Abstract: FR-PO140
A Case of Thrombotic Thrombocytopenic Purpura Initially Suspected as Shiga Toxin-Producing Escherichia coli Hemolytic Uremic Syndrome Due to the Preceding Symptoms of Hemolytic Anemia with Vomiting, Hematochezia, and AKI
Session Information
- AKI: Diagnosis and Outcomes
October 25, 2024 | Location: Exhibit Hall, Convention Center
Abstract Time: 10:00 AM - 12:00 PM
Category: Acute Kidney Injury
- 102 AKI: Clinical, Outcomes, and Trials
Authors
- Niida, Sonoka, Saitama Medical Center, Saitama Medical University, Kawagoe, Japan
- Terao, Masaaki, Saitama Medical Center, Saitama Medical University, Kawagoe, Japan
- Ogawa, Tomonari, Saitama Medical Center, Saitama Medical University, Kawagoe, Japan
- Hasegawa, Hajime, Saitama Medical Center, Saitama Medical University, Kawagoe, Japan
- Maeshima, Akito, Saitama Medical Center, Saitama Medical University, Kawagoe, Japan
Introduction
Thrombotic Thrombocytopenic Purpura (TTP) should be suspected in patients presenting with microangiopathic hemolytic anemia and severe thrombocytopenia. Additional findings indicative of TTP include significantly elevated lactate dehydrogenase, elevated indirect bilirubin and negative Coombs testing. Creatinine levels may be normal or slightly elevated, with levels exceeding 2 mg/dL being uncommon. Here, we report a case of TTP with features resembling hemolytic uremic syndrome (HUS), including vomiting, hematochezia, and acute kidney injury.
Case Description
A 59-year-old man developed vomiting, hematochezia, and gross hematuria after eating sashimi. After receiving intravenous therapy at a local clinic without improvement, the patient was transferred to our hospital.

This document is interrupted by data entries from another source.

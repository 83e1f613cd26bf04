use std::sync::Arc;

use serenity::{client::bridge::gateway::ShardManager, prelude::TypeMapKey};
use tokio::sync::Mutex;

use crate::{db::PgStore, immut_data::dynamic::BotCfg};

use super::AppState;

pub(crate) struct ShardManagerKey;
pub(crate) struct AppStateKey;
pub(crate) struct PgStoreKey;
pub(crate) struct BotCfgKey;

impl TypeMapKey for ShardManagerKey {
    type Value = Arc<Mutex<ShardManager>>;
}

impl TypeMapKey for AppStateKey {
    type Value = AppState;
}

impl TypeMapKey for PgStoreKey {
    type Value = Arc<PgStore>;
}

impl TypeMapKey for BotCfgKey {
    type Value = BotCfg;
}
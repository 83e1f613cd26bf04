use std::{collections::HashMap, time::Duration};

use serenity::{
    async_trait,
    model::prelude::{ChannelId, GuildId, MessageId, RoleId, UserId},
};
use sqlx::PgPool;

use crate::{
    engine::{
        ledger::LedgerEntry,
        source::Placement,
        store::{GuildStore, PassCommit},
        time::UnixTime,
        Cursor, RoleCondition,
    },
    util::macros::{i64_from_id, id_from_i64},
};

pub(crate) mod dao;

impl From<dao::RoleCondition> for RoleCondition {
    fn from(value: dao::RoleCondition) -> Self {
        let dao::RoleCondition {
            qualifying_role_id,
            min_messages,
            timeframe_secs,
            reward_role_id,
            excluded_roles,
            ignored_channels,
            ignored_categories,
            count_only_link_messages,
        } = value;

        RoleCondition {
            qualifying_role: id_from_i64!(RoleId, qualifying_role_id),
            min_messages: u64::try_from(min_messages).unwrap_or_default(),
            timeframe: Duration::from_secs(u64::try_from(timeframe_secs).unwrap_or_default()),
            reward_role: id_from_i64!(RoleId, reward_role_id),
            excluded_roles: excluded_roles
                .into_iter()
                .map(|r| id_from_i64!(RoleId, r))
                .collect(),
            ignored_channels: ignored_channels
                .into_iter()
                .map(|c| id_from_i64!(ChannelId, c))
                .collect(),
            ignored_categories: ignored_categories
                .into_iter()
                .map(|c| id_from_i64!(ChannelId, c))
                .collect(),
            count_only_link_messages,
        }
    }
}

impl From<dao::ScanCursor> for (ChannelId, Cursor) {
    fn from(value: dao::ScanCursor) -> Self {
        let dao::ScanCursor {
            channel_id,
            last_seen_message_id,
            covered_since,
        } = value;
        (
            id_from_i64!(ChannelId, channel_id),
            Cursor {
                last_seen: id_from_i64!(MessageId, last_seen_message_id),
                covered_since: UnixTime(covered_since),
            },
        )
    }
}

impl From<dao::SourcePlacement> for (ChannelId, Placement) {
    fn from(value: dao::SourcePlacement) -> Self {
        let dao::SourcePlacement {
            channel_id,
            parent_channel_id,
            category_id,
        } = value;
        (
            id_from_i64!(ChannelId, channel_id),
            Placement {
                channel: id_from_i64!(ChannelId, parent_channel_id),
                category: category_id.map(|c| id_from_i64!(ChannelId, c)),
            },
        )
    }
}

impl From<dao::LedgerEntry> for LedgerEntry {
    fn from(value: dao::LedgerEntry) -> Self {
        let dao::LedgerEntry {
            channel_id,
            message_id,
            author_id,
            sent_at,
            link_only,
        } = value;
        LedgerEntry {
            source: id_from_i64!(ChannelId, channel_id),
            message: id_from_i64!(MessageId, message_id),
            author: id_from_i64!(UserId, author_id),
            sent_at: UnixTime(sent_at),
            link_only,
        }
    }
}

pub(crate) async fn role_conditions(
    pool: &PgPool,
    guild: GuildId,
) -> Result<Vec<dao::RoleCondition>, sqlx::Error> {
    sqlx::query_as::<_, dao::RoleCondition>(
        "SELECT qualifying_role_id, min_messages, timeframe_secs, reward_role_id, \
        excluded_roles, ignored_channels, ignored_categories, count_only_link_messages \
        FROM role_conditions \
        WHERE guild_id = $1 \
        ORDER BY qualifying_role_id",
    )
    .bind(i64_from_id!(guild))
    .fetch_all(pool)
    .await
}

/// Returns `true` if a condition for the same qualifying role existed before.
pub(crate) async fn upsert_role_condition(
    pool: &PgPool,
    guild: GuildId,
    condition: &RoleCondition,
) -> Result<bool, sqlx::Error> {
    let guild_id: i64 = i64_from_id!(guild);
    let qualifying_role_id: i64 = i64_from_id!(condition.qualifying_role);
    let excluded_roles: Vec<i64> = condition
        .excluded_roles
        .iter()
        .map(|r| i64_from_id!(r))
        .collect();
    let ignored_channels: Vec<i64> = condition
        .ignored_channels
        .iter()
        .map(|c| i64_from_id!(c))
        .collect();
    let ignored_categories: Vec<i64> = condition
        .ignored_categories
        .iter()
        .map(|c| i64_from_id!(c))
        .collect();

    let mut tx = pool.begin().await?;
    let existed: bool = sqlx::query_scalar::<_, bool>(
        "SELECT EXISTS (\
        SELECT 1 FROM role_conditions \
        WHERE guild_id = $1 AND qualifying_role_id = $2)",
    )
    .bind(guild_id)
    .bind(qualifying_role_id)
    .fetch_one(&mut *tx)
    .await?;
    sqlx::query(
        "INSERT INTO role_conditions (guild_id, qualifying_role_id, min_messages, timeframe_secs, \
        reward_role_id, excluded_roles, ignored_channels, ignored_categories, count_only_link_messages) \
        VALUES ($1, $2, $3, $4, $5, $6, $7, $8, $9) \
        ON CONFLICT (guild_id, qualifying_role_id) \
        DO UPDATE SET min_messages = $3, timeframe_secs = $4, reward_role_id = $5, \
        excluded_roles = $6, ignored_channels = $7, ignored_categories = $8, \
        count_only_link_messages = $9",
    )
    .bind(guild_id)
    .bind(qualifying_role_id)
    .bind(i64::try_from(condition.min_messages).unwrap_or(i64::MAX))
    .bind(i64::try_from(condition.timeframe.as_secs()).unwrap_or(i64::MAX))
    .bind(i64_from_id!(condition.reward_role))
    .bind(excluded_roles)
    .bind(ignored_channels)
    .bind(ignored_categories)
    .bind(condition.count_only_link_messages)
    .execute(&mut *tx)
    .await?;
    tx.commit().await?;
    Ok(existed)
}

pub(crate) async fn delete_role_condition(
    pool: &PgPool,
    guild: GuildId,
    qualifying_role: RoleId,
) -> Result<bool, sqlx::Error> {
    let res = sqlx::query(
        "DELETE FROM role_conditions \
        WHERE guild_id = $1 AND qualifying_role_id = $2",
    )
    .bind(i64_from_id!(guild))
    .bind(i64_from_id!(qualifying_role))
    .execute(pool)
    .await?;
    Ok(res.rows_affected() > 0)
}

pub(crate) async fn log_channel(
    pool: &PgPool,
    guild: GuildId,
) -> Result<Option<ChannelId>, sqlx::Error> {
    let raw: Option<Option<i64>> = sqlx::query_scalar::<_, Option<i64>>(
        "SELECT log_channel_id FROM guild_settings WHERE guild_id = $1",
    )
    .bind(i64_from_id!(guild))
    .fetch_optional(pool)
    .await?;
    Ok(raw.flatten().map(|c| id_from_i64!(ChannelId, c)))
}

pub(crate) async fn set_log_channel(
    pool: &PgPool,
    guild: GuildId,
    channel: Option<ChannelId>,
) -> Result<(), sqlx::Error> {
    sqlx::query(
        "INSERT INTO guild_settings (guild_id, log_channel_id) \
        VALUES ($1, $2) \
        ON CONFLICT (guild_id) \
        DO UPDATE SET log_channel_id = $2",
    )
    .bind(i64_from_id!(guild))
    .bind(channel.map(|c| i64_from_id!(c)))
    .execute(pool)
    .await?;
    Ok(())
}

pub(crate) async fn scan_cursors(
    pool: &PgPool,
    guild: GuildId,
) -> Result<Vec<dao::ScanCursor>, sqlx::Error> {
    sqlx::query_as::<_, dao::ScanCursor>(
        "SELECT channel_id, last_seen_message_id, covered_since \
        FROM scan_cursors \
        WHERE guild_id = $1",
    )
    .bind(i64_from_id!(guild))
    .fetch_all(pool)
    .await
}

pub(crate) async fn source_placements(
    pool: &PgPool,
    guild: GuildId,
) -> Result<Vec<dao::SourcePlacement>, sqlx::Error> {
    sqlx::query_as::<_, dao::SourcePlacement>(
        "SELECT channel_id, parent_channel_id, category_id \
        FROM scan_cursors \
        WHERE guild_id = $1 AND parent_channel_id IS NOT NULL",
    )
    .bind(i64_from_id!(guild))
    .fetch_all(pool)
    .await
}

pub(crate) async fn ledger_since(
    pool: &PgPool,
    guild: GuildId,
    since: UnixTime,
) -> Result<Vec<dao::LedgerEntry>, sqlx::Error> {
    sqlx::query_as::<_, dao::LedgerEntry>(
        "SELECT channel_id, message_id, author_id, sent_at, link_only \
        FROM activity_ledger \
        WHERE guild_id = $1 AND sent_at >= $2",
    )
    .bind(i64_from_id!(guild))
    .bind(since.0)
    .fetch_all(pool)
    .await
}

/// Writes the outcome of a guild pass. Either all of it lands or none of it does.
pub(crate) async fn commit_pass(
    pool: &PgPool,
    guild: GuildId,
    commit: &PassCommit,
) -> Result<(), sqlx::Error> {
    let guild_id: i64 = i64_from_id!(guild);
    let mut tx = pool.begin().await?;

    if !commit.cursors.is_empty() {
        let (channels, (last_seen, covered_since)): (Vec<i64>, (Vec<i64>, Vec<i64>)) = commit
            .cursors
            .iter()
            .map(|(source, cursor)| {
                (
                    i64_from_id!(source),
                    (i64_from_id!(cursor.last_seen), cursor.covered_since.0),
                )
            })
            .unzip();
        sqlx::query(
            "INSERT INTO scan_cursors (guild_id, channel_id, last_seen_message_id, covered_since) \
            SELECT $1, * FROM UNNEST($2::BIGINT[], $3::BIGINT[], $4::BIGINT[]) \
            ON CONFLICT (guild_id, channel_id) \
            DO UPDATE SET last_seen_message_id = \
            GREATEST(scan_cursors.last_seen_message_id, EXCLUDED.last_seen_message_id), \
            covered_since = EXCLUDED.covered_since",
        )
        .bind(guild_id)
        .bind(channels)
        .bind(last_seen)
        .bind(covered_since)
        .execute(&mut *tx)
        .await?;
    }

    if !commit.placements.is_empty() {
        let (channels, (parents, categories)): (Vec<i64>, (Vec<i64>, Vec<Option<i64>>)) = commit
            .placements
            .iter()
            .map(|(source, placement)| {
                (
                    i64_from_id!(source),
                    (
                        i64_from_id!(placement.channel),
                        placement.category.map(|c| i64_from_id!(c)),
                    ),
                )
            })
            .unzip();
        sqlx::query(
            "UPDATE scan_cursors \
            SET parent_channel_id = placed.parent, category_id = placed.category \
            FROM UNNEST($2::BIGINT[], $3::BIGINT[], $4::BIGINT[]) AS placed(channel, parent, category) \
            WHERE scan_cursors.guild_id = $1 AND scan_cursors.channel_id = placed.channel",
        )
        .bind(guild_id)
        .bind(channels)
        .bind(parents)
        .bind(categories)
        .execute(&mut *tx)
        .await?;
    }

    if !commit.facts.is_empty() {
        let mut channels = Vec::with_capacity(commit.facts.len());
        let mut messages = Vec::with_capacity(commit.facts.len());
        let mut authors = Vec::with_capacity(commit.facts.len());
        let mut sent_at = Vec::with_capacity(commit.facts.len());
        let mut link_only = Vec::with_capacity(commit.facts.len());
        for fact in &commit.facts {
            channels.push(i64_from_id!(fact.source));
            messages.push(i64_from_id!(fact.message));
            authors.push(i64_from_id!(fact.author));
            sent_at.push(fact.sent_at.0);
            link_only.push(fact.link_only);
        }
        sqlx::query(
            "INSERT INTO activity_ledger (guild_id, channel_id, message_id, author_id, sent_at, link_only) \
            SELECT $1, * FROM UNNEST($2::BIGINT[], $3::BIGINT[], $4::BIGINT[], $5::BIGINT[], $6::BOOLEAN[]) \
            ON CONFLICT (guild_id, message_id) DO NOTHING",
        )
        .bind(guild_id)
        .bind(channels)
        .bind(messages)
        .bind(authors)
        .bind(sent_at)
        .bind(link_only)
        .execute(&mut *tx)
        .await?;
    }

    if let Some(horizon) = commit.prune_before {
        sqlx::query("DELETE FROM activity_ledger WHERE guild_id = $1 AND sent_at < $2")
            .bind(guild_id)
            .bind(horizon.0)
            .execute(&mut *tx)
            .await?;
        sqlx::query(
            "UPDATE scan_cursors \
            SET covered_since = GREATEST(covered_since, $2) \
            WHERE guild_id = $1",
        )
        .bind(guild_id)
        .bind(horizon.0)
        .execute(&mut *tx)
        .await?;
    }

    if !commit.forget.is_empty() {
        let forget: Vec<i64> = commit.forget.iter().map(|c| i64_from_id!(c)).collect();
        sqlx::query("DELETE FROM scan_cursors WHERE guild_id = $1 AND channel_id = ANY($2)")
            .bind(guild_id)
            .bind(forget)
            .execute(&mut *tx)
            .await?;
    }

    tx.commit().await
}

pub(crate) async fn clear_guild(pool: &PgPool, guild: GuildId) -> Result<(), sqlx::Error> {
    let guild_id: i64 = i64_from_id!(guild);
    let mut tx = pool.begin().await?;
    for table in [
        "role_conditions",
        "guild_settings",
        "scan_cursors",
        "activity_ledger",
    ] {
        sqlx::query(&format!("DELETE FROM {table} WHERE guild_id = $1"))
            .bind(guild_id)
            .execute(&mut *tx)
            .await?;
    }
    tx.commit().await
}

/// [`GuildStore`] backed by the shuttle-provisioned PostgreSQL database.
#[derive(Clone)]
pub(crate) struct PgStore {
    pub(crate) pool: PgPool,
}

#[async_trait]
impl GuildStore for PgStore {
    async fn conditions(&self, guild: GuildId) -> crate::util::Result<Vec<RoleCondition>> {
        Ok(role_conditions(&self.pool, guild)
            .await?
            .into_iter()
            .map(RoleCondition::from)
            .collect())
    }

    async fn put_condition(
        &self,
        guild: GuildId,
        condition: &RoleCondition,
    ) -> crate::util::Result<bool> {
        Ok(upsert_role_condition(&self.pool, guild, condition).await?)
    }

    async fn remove_condition(
        &self,
        guild: GuildId,
        qualifying_role: RoleId,
    ) -> crate::util::Result<bool> {
        Ok(delete_role_condition(&self.pool, guild, qualifying_role).await?)
    }

    async fn log_channel(&self, guild: GuildId) -> crate::util::Result<Option<ChannelId>> {
        Ok(log_channel(&self.pool, guild).await?)
    }

    async fn set_log_channel(
        &self,
        guild: GuildId,
        channel: Option<ChannelId>,
    ) -> crate::util::Result<()> {
        Ok(set_log_channel(&self.pool, guild, channel).await?)
    }

    async fn cursors(&self, guild: GuildId) -> crate::util::Result<HashMap<ChannelId, Cursor>> {
        Ok(scan_cursors(&self.pool, guild)
            .await?
            .into_iter()
            .map(<(ChannelId, Cursor)>::from)
            .collect())
    }

    async fn placements(
        &self,
        guild: GuildId,
    ) -> crate::util::Result<HashMap<ChannelId, Placement>> {
        Ok(source_placements(&self.pool, guild)
            .await?
            .into_iter()
            .map(<(ChannelId, Placement)>::from)
            .collect())
    }

    async fn ledger(
        &self,
        guild: GuildId,
        since: UnixTime,
    ) -> crate::util::Result<Vec<LedgerEntry>> {
        Ok(ledger_since(&self.pool, guild, since)
            .await?
            .into_iter()
            .map(LedgerEntry::from)
            .collect())
    }

    async fn commit_pass(&self, guild: GuildId, commit: &PassCommit) -> crate::util::Result<()> {
        Ok(commit_pass(&self.pool, guild, commit).await?)
    }

    async fn clear(&self, guild: GuildId) -> crate::util::Result<()> {
        Ok(clear_guild(&self.pool, guild).await?)
    }
}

At admission, the patient's temperature was 37.2°C. Urinalysis showed proteinuria 2+, and hematuria 3+. The blood test revealed hemoglobin 7.3 g/dL, reticulocytes 4.1%, schistocytes 3‰, platelet count 5,000/μL, serum creatinine 2.41 mg/dL, C-reactive protein 0.89 mg/dL, lactate dehydrogenase 1,160 U/L, indirect bilirubin 2.6 mg/dL, and haptoglobin 2 mg/dL.Based on the clinical symptoms and laboratory findings, HUS caused by Shiga toxin-producing Escherichia coli (STEC) was suspected. The patient received continuous fluid therapy but developed oliguria, leading to initiation of hemodialysis on the second day. On the third day, seizures and confusion occurred. We diagnosed TTP and initiated steroid pulse therapy and plasma exchange. On the fifth day, ADAMTS13 activity was confirmed to have dropped to 1%, along with the detection of an ADAMTS13 inhibitor. The stool culture was negative. Thrombocytopenia, consciousness disorders, and renal dysfunction gradually improved. Dialysis ended successfully on the 7th day. Subsequently, rituximab was given, and the patient was discharged on the 38th day with no recurrence.
Discussion
The classic pentad of TTP symptoms comprises thrombocytopenia, microangiopathic hemolytic anemia, neurological issues, kidney dysfunction, and fever. However, these symptoms and lab findings may not occur simultaneously. It is crucial to maintain a high level of suspicion for TTP during management, even when atypical symptoms or laboratory values are present.